> **Task description**
Print the full listing once more, exactly as given.

══════

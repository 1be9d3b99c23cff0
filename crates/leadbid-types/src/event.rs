//! Events emitted for off-core consumers (UI, indexers, CRM export).
//!
//! Every accepted state transition appends one [`EventRecord`] to the
//! engine's log. Records are sequenced so an indexer can resume from the
//! last `seq` it saw.

use std::fmt;

use chrono::{DateTime, Utc};
use rust_decimal::Decimal;
use serde::{Deserialize, Serialize};

use crate::{AccountId, Commitment, EscrowId, ListingId};

/// A state transition observable outside the core.
#[derive(Debug, Clone, PartialEq, Eq, Serialize, Deserialize)]
#[serde(tag = "type")]
pub enum MarketEvent {
    ListingCreated {
        listing_id: ListingId,
        seller: AccountId,
        reserve_price: Decimal,
        bidding_end: DateTime<Utc>,
        reveal_end: DateTime<Utc>,
    },
    BidCommitted {
        listing_id: ListingId,
        bidder: AccountId,
        commitment: Commitment,
    },
    BidRevealed {
        listing_id: ListingId,
        bidder: AccountId,
        amount: Decimal,
    },
    DepositWithdrawn {
        listing_id: ListingId,
        bidder: AccountId,
        amount: Decimal,
    },
    AuctionResolved {
        listing_id: ListingId,
        winner: AccountId,
        amount: Decimal,
        /// Hex digest over every bid verdict, for audit.
        bid_root: String,
    },
    ListingExpired {
        listing_id: ListingId,
        bid_root: String,
    },
    BuyNowExecuted {
        listing_id: ListingId,
        buyer: AccountId,
        price: Decimal,
    },
    EscrowCreated {
        escrow_id: EscrowId,
        listing_id: ListingId,
        payer: AccountId,
        payee: AccountId,
        amount: Decimal,
    },
    EscrowFunded {
        escrow_id: EscrowId,
        amount: Decimal,
    },
    EscrowDisputed {
        escrow_id: EscrowId,
        by: AccountId,
    },
    EscrowReleased {
        escrow_id: EscrowId,
        payee: AccountId,
        payout: Decimal,
        fee: Decimal,
    },
    EscrowRefunded {
        escrow_id: EscrowId,
        payer: AccountId,
        amount: Decimal,
    },
}

impl MarketEvent {
    /// Stable event name, as used in logs and indexer topics.
    #[must_use]
    pub fn name(&self) -> &'static str {
        match self {
            Self::ListingCreated { .. } => "LISTING_CREATED",
            Self::BidCommitted { .. } => "BID_COMMITTED",
            Self::BidRevealed { .. } => "BID_REVEALED",
            Self::DepositWithdrawn { .. } => "DEPOSIT_WITHDRAWN",
            Self::AuctionResolved { .. } => "AUCTION_RESOLVED",
            Self::ListingExpired { .. } => "LISTING_EXPIRED",
            Self::BuyNowExecuted { .. } => "BUY_NOW_EXECUTED",
            Self::EscrowCreated { .. } => "ESCROW_CREATED",
            Self::EscrowFunded { .. } => "ESCROW_FUNDED",
            Self::EscrowDisputed { .. } => "ESCROW_DISPUTED",
            Self::EscrowReleased { .. } => "ESCROW_RELEASED",
            Self::EscrowRefunded { .. } => "ESCROW_REFUNDED",
        }
    }
}

impl fmt::Display for MarketEvent {
    fn fmt(&self, f: &mut fmt::Formatter<'_>) -> fmt::Result {
        write!(f, "{}", self.name())
    }
}

/// A sequenced, timestamped event.
#[derive(Debug, Clone, PartialEq, Eq, Serialize, Deserialize)]
pub struct EventRecord {
    pub seq: u64,
    pub at: DateTime<Utc>,
    pub event: MarketEvent,
}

══════

> **Answer area**
repository 1be9d3b99c23cff0
filename crates/leadbid-types/src/event.rs
//! Events emitted for off-core consumers (UI, indexers, CRM export).
//!
//! Every accepted state transition appends one [`EventRecord`] to the
//! engine's log. Records are sequenced so an indexer can resume from the
//! last `seq` it saw.

use std::fmt;

use chrono::{DateTime, Utc};
use rust_decimal::Decimal;
use serde::{Deserialize, Serialize};

use crate::{AccountId, Commitment, EscrowId, ListingId};

/// A state transition observable outside the core.
#[derive(Debug, Clone, PartialEq, Eq, Serialize, Deserialize)]
#[serde(tag = "type")]
pub enum MarketEvent {
    ListingCreated {
        listing_id: ListingId,
        seller: AccountId,
        reserve_price: Decimal,
        bidding_end: DateTime<Utc>,
        reveal_end: DateTime<Utc>,
    },
    BidCommitted {
        listing_id: ListingId,
        bidder: AccountId,
        commitment: Commitment,
    },
    BidRevealed {
        listing_id: ListingId,
        bidder: AccountId,
        amount: Decimal,
    },
    DepositWithdrawn {
        listing_id: ListingId,
        bidder: AccountId,
        amount: Decimal,
    },
    AuctionResolved {
        listing_id: ListingId,
        winner: AccountId,
        amount: Decimal,
        /// Hex digest over every bid verdict, for audit.
        bid_root: String,
    },
    ListingExpired {
        listing_id: ListingId,
        bid_root: String,
    },
    BuyNowExecuted {
        listing_id: ListingId,
        buyer: AccountId,
        price: Decimal,
    },
    EscrowCreated {
        escrow_id: EscrowId,
        listing_id: ListingId,
        payer: AccountId,
        payee: AccountId,
        amount: Decimal,
    },
    EscrowFunded {
        escrow_id: EscrowId,
        amount: Decimal,
    },
    EscrowDisputed {
        escrow_id: EscrowId,
        by: AccountId,
    },
    EscrowReleased {
        escrow_id: EscrowId,
        payee: AccountId,
        payout: Decimal,
        fee: Decimal,
    },
    EscrowRefunded {
        escrow_id: EscrowId,
        payer: AccountId,
        amount: Decimal,
    },
}

impl MarketEvent {
    /// Stable event name, as used in logs and indexer topics.
    #[must_use]
    pub fn name(&self) -> &'static str {
        match self {
            Self::ListingCreated { .. } => "LISTING_CREATED",
            Self::BidCommitted { .. } => "BID_COMMITTED",
            Self::BidRevealed { .. } => "BID_REVEALED",
            Self::DepositWithdrawn { .. } => "DEPOSIT_WITHDRAWN",
            Self::AuctionResolved { .. } => "AUCTION_RESOLVED",
            Self::ListingExpired { .. } => "LISTING_EXPIRED",
            Self::BuyNowExecuted { .. } => "BUY_NOW_EXECUTED",
            Self::EscrowCreated { .. } => "ESCROW_CREATED",
            Self::EscrowFunded { .. } => "ESCROW_FUNDED",
            Self::EscrowDisputed { .. } => "ESCROW_DISPUTED",
            Self::EscrowReleased { .. } => "ESCROW_RELEASED",
            Self::EscrowRefunded { .. } => "ESCROW_REFUNDED",
        }
    }
}

impl fmt::Display for MarketEvent {
    fn fmt(&self, f: &mut fmt::Formatter<'_>) -> fmt::Result {
        write!(f, "{}", self.name())
    }
}

/// A sequenced, timestamped event.
#[derive(Debug, Clone, PartialEq, Eq, Serialize, Deserialize)]
pub struct EventRecord {
    pub seq: u64,
    pub at: DateTime<Utc>,
    pub event: MarketEvent,
}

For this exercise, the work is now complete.